BRIGHTON — City officials are working to implement a program that would help customers in the most exceptional of circumstances pay their utility bills.
Utilities Director Jim Landeck told council they are considering a round up program for 2014 that would assist customers during a time of financial hardship. The program, inspired by United Power’s roundup program, would ask customers who are able, to round up to the nearest dollar on their utility bills or to include a donation in their bill in order to help those experiencing a financial hardship.
“The need is definitely there. We do have some hardship situations where there has been sudden medical or severe injury to a paying customer, a family member who is the wage earner of the household and short-term lapse in the ability to pay bills,” Landeck said, adding that things return to normal for these folks once they get past their hardship.
According to Landeck, more than 500 — or about 6 percent — of utility customers approach the city each year claiming to have a financial hardship. He said through the efforts of the clerical staff, they are able to reduce that number to 50 to 60 customers a month that end up in a utility shut-off situation.
Landeck estimates the city would be able to raise $1,100 if 20 percent of utility customers participate — enough to help 36 customers a year. He said those in severe need of financial assistance, who are delinquent one month or more, run up an average bill of $300. Because there is a small number of people who actually experience a sudden financial hardship situation, Landeck said the city would be able to recognize it, and that customer service staff would make the recommendations.

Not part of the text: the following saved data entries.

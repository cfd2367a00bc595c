use serde::{Deserialize, Serialize};
use crate::model::budget::GoalDirection;

/// Coarse classification of how well the weekly pace matches the goal.
/// Derived on every read, never persisted with a subcategory.
#[derive(Serialize, Deserialize, Debug, Clone, Copy, PartialEq, Eq, Hash)]
#[serde(rename_all = "snake_case")]
pub enum Status {
    Excellent,
    Good,
    Warning,
    Danger,
}

impl Status {
    pub fn parse(input: &str) -> Option<Status> {
        match input.trim().to_lowercase().as_str() {
            "excellent" => Some(Status::Excellent),
            "good" => Some(Status::Good),
            "warning" => Some(Status::Warning),
            "danger" => Some(Status::Danger),
            _ => None,
        }
    }

    pub fn as_str(&self) -> &'static str {
        match self {
            Status::Excellent => "excellent",
            Status::Good => "good",
            Status::Warning => "warning",
            Status::Danger => "danger",
        }
    }
}

/// Display colors as `#rrggbb` strings.
#[derive(Serialize, Debug, Clone, Copy, PartialEq, Eq)]
pub struct StatusColors {
    pub fill: &'static str,
    pub background: &'static str,
    pub text: &'static str,
}

pub const GREEN: StatusColors = StatusColors {
    fill: "#22c55e",
    background: "#dcfce7",
    text: "#166534",
};

pub const AMBER: StatusColors = StatusColors {
    fill: "#f59e0b",
    background: "#fef3c7",
    text: "#92400e",
};

pub const RED: StatusColors = StatusColors {
    fill: "#ef4444",
    background: "#fee2e2",
    text: "#991b1b",
};

impl StatusColors {
    pub fn fill_rgb(&self) -> (u8, u8, u8) {
        hex_to_rgb(self.fill).unwrap_or((0x22, 0xc5, 0x5e))
    }

    pub fn background_rgb(&self) -> (u8, u8, u8) {
        hex_to_rgb(self.background).unwrap_or((0xdc, 0xfc, 0xe7))
    }

    pub fn text_rgb(&self) -> (u8, u8, u8) {
        hex_to_rgb(self.text).unwrap_or((0x16, 0x65, 0x34))
    }
}

pub fn status_colors(status: Status) -> StatusColors {
    match status {
        Status::Excellent | Status::Good => GREEN,
        Status::Warning => AMBER,
        Status::Danger => RED,
    }
}

pub fn status_color(status: Status) -> &'static str {
    status_colors(status).fill
}

/// Lookup by stored/serialized name. Unrecognised names get the green triple.
pub fn status_colors_by_name(name: &str) -> StatusColors {
    Status::parse(name).map(status_colors).unwrap_or(GREEN)
}

pub fn status_label(status: Status) -> &'static str {
    match status {
        Status::Excellent => "Excellent",
        Status::Good => "Good",
        Status::Warning => "Warning",
        Status::Danger => "Danger",
    }
}

/// Short label keyed by status and goal direction.
pub fn status_message(status: Status, direction: Option<GoalDirection>) -> &'static str {
    use GoalDirection::*;
    match (status, direction) {
        (Status::Excellent, Some(MoreIsBetter)) => "Exceeding goal",
        (Status::Excellent, Some(LessIsBetter)) => "Well under limit",
        (Status::Excellent, None) => "On target",
        (Status::Good, Some(MoreIsBetter)) => "On track",
        (Status::Good, Some(LessIsBetter)) => "Within limit",
        (Status::Good, None) => "Close to target",
        (Status::Warning, Some(MoreIsBetter)) => "Falling behind",
        (Status::Warning, Some(LessIsBetter)) => "Approaching limit",
        (Status::Warning, None) => "Off target",
        (Status::Danger, Some(MoreIsBetter)) => "Far behind",
        (Status::Danger, Some(LessIsBetter)) => "Over limit",
        (Status::Danger, None) => "Way off target",
    }
}

pub fn status_message_by_name(name: &str, direction: Option<GoalDirection>) -> &'static str {
    match Status::parse(name) {
        Some(status) => status_message(status, direction),
        None => "Unknown",
    }
}

fn hex_to_rgb(hex: &str) -> Option<(u8, u8, u8)> {
    let hex = hex.strip_prefix('#')?;
    if hex.len() != 6 {
        return None;
    }
    let r = u8::from_str_radix(&hex[0..2], 16).ok()?;
    let g = u8::from_str_radix(&hex[2..4], 16).ok()?;
    let b = u8::from_str_radix(&hex[4..6], 16).ok()?;
    Some((r, g, b))
}

#[cfg(test)]
mod tests {
    use super::*;

    #[test]
    fn test_status_colors_table() {
        assert_eq!(status_colors(Status::Excellent), GREEN);
        assert_eq!(status_colors(Status::Good), GREEN);
        assert_eq!(status_colors(Status::Warning), AMBER);
        assert_eq!(status_colors(Status::Danger).fill, RED.fill);
        assert_eq!(status_color(Status::Danger), "#ef4444");
    }

    #[test]
    fn test_unknown_status_name_fails_open_to_green() {
        assert_eq!(status_colors_by_name("unknown-garbage"), GREEN);
        assert_eq!(status_colors_by_name("danger"), RED);
        assert_eq!(status_colors_by_name(" Warning "), AMBER);
    }

    #[test]
    fn test_status_message_table() {
        assert_eq!(status_message(Status::Excellent, Some(GoalDirection::MoreIsBetter)), "Exceeding goal");
        assert_eq!(status_message(Status::Excellent, Some(GoalDirection::LessIsBetter)), "Well under limit");
        assert_eq!(status_message(Status::Excellent, None), "On target");
        assert_eq!(status_message(Status::Danger, Some(GoalDirection::LessIsBetter)), "Over limit");
        assert_eq!(status_message_by_name("bogus", None), "Unknown");
    }

    #[test]
    fn test_fill_rgb() {
        assert_eq!(RED.fill_rgb(), (0xef, 0x44, 0x44));
        assert_eq!(AMBER.text_rgb(), (0x92, 0x40, 0x0e));
        assert_eq!(GREEN.background_rgb(), (0xdc, 0xfc, 0xe7));
    }

    #[test]
    fn test_status_roundtrip_names() {
        for status in [Status::Excellent, Status::Good, Status::Warning, Status::Danger] {
            assert_eq!(Status::parse(status.as_str()), Some(status));
        }
    }
}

To be eligible for the program, the customers would have to been a customer for at least a year and demonstrate meaningful use of the city’s water in the past as well as adherence to the city’s drought restrictions. Assistance would be limited to one time and a maximum of $300 would be applied to their account.
He is anticipating the program would be up and running by late spring 2014 and said there is about $2,500 form the 2012 fund balance that would help get the program started.